Lara Platman is a UK-based freelance photographer and the Director of Photo Feature Ltd. Coming from a family who produced theatrical costumes, Lara grew up surrounded by creative people. She trained as a photographer and then a journalist, and now specialises in documenting areas of culture that are often considered to be eccentric or endangered. Her first book, “Art Workers Guild 125 Years: Craftspeople at Work Today”, is a collection of portraits of 130 craftsmen in their working environments. Her second book, which we recently featured on the blog, “Harris Tweed, From Land to Street”, offers insights into a lifestyle whose continued existence may surprise many. Here we discuss her latest project that brings together young and old through stories and photography, the Boxing project.
Q: Could you give us a brief description of the Boxing project?
A: Everyone always thinks that the Boxing project is about boxing, when in fact the name came about when Tassotti, the handmade paper makers in Bassano del Grappa, provided us with hand-made boxes for the participants to collect their reminiscence items. We then decided that we would base the project around this name. So the Boxing project is a reminiscence project with participants of elderly inhabitants and immigrant children who have moved into the region. This multicultural, intergenerational project allows the community to include new ways of communicating and living together. Participants are appointed in couples and invited to share stories. The adults choose a specific place or location in their town where to tell their stories to the children. I teach the children how to photograph subjects, inspired by the stories that are told by the adults. Each of the participants keeps a written diary, along with paper boxes where objects relating to the meeting and stories are collected. We exhibit the photos during an international dance festival in the town, so a really wide audience gets to see and experience the project.
Q: How did you get involved in the project?
A: I have worked with Roberto Casarotto from the OperaEstate festival in Bassano del Grappa, Italy, for many years on the B.motion dance festival, and we always wanted to collaborate on something with my trade of photography and the community of Bassano del Grappa. We started initially in 2010 with working with the elders centre and some families who had migrated into the community. The project seemed to go very well and then with a fabulous award from the European Cultural Foundation, we were able to continue the project in Bassano and also Bari, Maastricht and London in 2011.
Q: Which camera did you use and why?
A: For the Boxing project we used a Leica D-Lux 5 because I wanted to ensure that the children were able to look through a viewfinder, have the ability to utilise the exposure functions and feel comfortable with the camera that they were using. The D-Lux 5 really does allow you to control the photograph that you want to capture. The children were able to experiment with the pictures, without taking away from the story that they were photographing. It provided a very high quality image with large file sizes, suitable for printing for the exhibitions around Europe. The macro close-up function worked well and the children could begin to take photographs with thought and consideration to their subjects. Many of them had used basic cameras before, and with the Leica D-Lux 5, they could develop their interest in photography even further.

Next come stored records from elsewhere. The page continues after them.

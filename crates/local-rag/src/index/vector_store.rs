//! In-memory HNSW vector store over text nodes

use hnsw_rs::hnsw::{Hnsw, Neighbour};
use hnsw_rs::prelude::*;

use crate::error::{Error, Result};
use crate::types::{NodeWithScore, TextNode};

const MAX_NB_CONNECTION: usize = 16;
const MAX_LAYER: usize = 16;
const EF_CONSTRUCTION: usize = 200;

/// Cosine-distance HNSW graph plus the nodes it points at.
///
/// Built once; searches never mutate it.
pub struct HnswVectorStore {
    hnsw: Hnsw<'static, f32, DistCosine>,
    /// HNSW data id `i` refers to `nodes[i]`
    nodes: Vec<TextNode>,
    dimensions: usize,
}

impl HnswVectorStore {
    /// Build the store from nodes and their embeddings
    pub fn build(entries: Vec<(TextNode, Vec<f32>)>) -> Result<Self> {
        let dimensions = entries.first().map(|(_, v)| v.len()).unwrap_or(0);

        for (node, vector) in &entries {
            if vector.len() != dimensions || dimensions == 0 {
                return Err(Error::embedding(format!(
                    "Node {} has {} dimensions, expected {}",
                    node.id,
                    vector.len(),
                    dimensions
                )));
            }
            if vector.iter().any(|v| !v.is_finite()) {
                return Err(Error::embedding(format!(
                    "Node {} embedding contains NaN or Infinity",
                    node.id
                )));
            }
        }

        let mut hnsw: Hnsw<f32, DistCosine> = Hnsw::new(
            MAX_NB_CONNECTION,
            entries.len().max(1),
            MAX_LAYER,
            EF_CONSTRUCTION,
            DistCosine,
        );

        let mut nodes = Vec::with_capacity(entries.len());
        for (data_id, (node, vector)) in entries.into_iter().enumerate() {
            let normalized = normalize_vector(&vector);
            hnsw.insert((&normalized, data_id));
            nodes.push(node);
        }
        hnsw.set_searching_mode(true);

        tracing::debug!("Built HNSW index: {} nodes, {} dimensions", nodes.len(), dimensions);

        Ok(Self {
            hnsw,
            nodes,
            dimensions,
        })
    }

    /// Top `k` nodes by cosine similarity, best first
    pub fn search(&self, query: &[f32], k: usize) -> Result<Vec<NodeWithScore>> {
        if self.nodes.is_empty() || k == 0 {
            return Ok(Vec::new());
        }

        if query.len() != self.dimensions {
            return Err(Error::embedding(format!(
                "Query has {} dimensions, index has {}",
                query.len(),
                self.dimensions
            )));
        }
        if query.iter().any(|v| !v.is_finite()) {
            return Err(Error::embedding("Query embedding contains NaN or Infinity"));
        }

        let k = k.min(self.nodes.len());
        let ef_search = (k * 2).max(50);
        let normalized = normalize_vector(query);
        let neighbours: Vec<Neighbour> = self.hnsw.search(&normalized, k, ef_search);

        let mut results: Vec<NodeWithScore> = neighbours
            .into_iter()
            .filter_map(|n| {
                self.nodes.get(n.d_id).map(|node| NodeWithScore {
                    node: node.clone(),
                    score: 1.0 - n.distance,
                })
            })
            .collect();

        results.sort_by(|a, b| b.score.total_cmp(&a.score));
        results.truncate(k);
        Ok(results)
    }

    /// Number of indexed nodes
    pub fn len(&self) -> usize {
        self.nodes.len()
    }

    /// True when no node was indexed
    pub fn is_empty(&self) -> bool {
        self.nodes.is_empty()
    }

    /// Embedding dimensions (0 for an empty store)
    pub fn dimensions(&self) -> usize {
        self.dimensions
    }
}

/// Scale to unit length; zero vectors are returned unchanged
fn normalize_vector(vector: &[f32]) -> Vec<f32> {
    let magnitude: f32 = vector.iter().map(|x| x * x).sum::<f32>().sqrt();
    if magnitude == 0.0 || !magnitude.is_finite() {
        return vector.to_vec();
    }
    vector.iter().map(|x| x / magnitude).collect()
}
//! Core types for the RAG pipeline

pub mod document;
pub mod response;

pub use document::{Document, DocumentMetadata, FileType, TextNode};
pub use response::{NodeWithScore, QueryResponse, EMPTY_RESPONSE};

Q: What was the participants’ feedback on the camera?
A: The children who participated did not want to put the camera down. I had so many photos to edit, as we were only printing about 30 from each participant. I guess this answers the question! They asked questions about what the camera could do, they asked if they could change the lighting function as we were in shadows or bright sunlight, they asked how to take action photos and how to do close-ups. The children aged 8-11 were very, very keen to keep using the camera and experiment further. One asked if he could be a “photographer in real life”. I think this tells us something about how much of a treat this camera is to play with.
Q: Are you going to continue to work on the Boxing project in the future?
A: Yes, I hope I will. We have plans to do something similar in Cyprus this year. I will always be working in one way or another with Roberto as we decided working on projects together kept our calories down, because we laughed and smiled so much! I think the Boxing project has been a success having had such great support from the European Cultural Foundation, Manfrotto, Tassotti and, of course, Leica. The communities that we worked in have gained so much, the children and adults are now talking, a small section of the different cultures now have a dialogue and the participants, young and old, learnt a great deal from each other.
Q: What does 2012 hold for you?
A: Well, as a freelance photographer, I am always trying to find new projects, both with the community and personal work. I am really keen to look into historic women drivers and aviators. This is the 50th anniversary of the British Women’s Racing Drivers Club. Along with taking my racing licence, I would very much like to research current and historic women drivers, using my Leica M9 to shoot the portraits, and to find some good historic stories. I am also continuing my passion for “endangered species” and continuing on from my work on Harris Tweed. I am looking into other great manufacturing industries that are often forgotten with today’s technologies. On the community side, I hope to collaborate with a cancer surgeon on a photographic project … but for the moment, that is a tip top secret!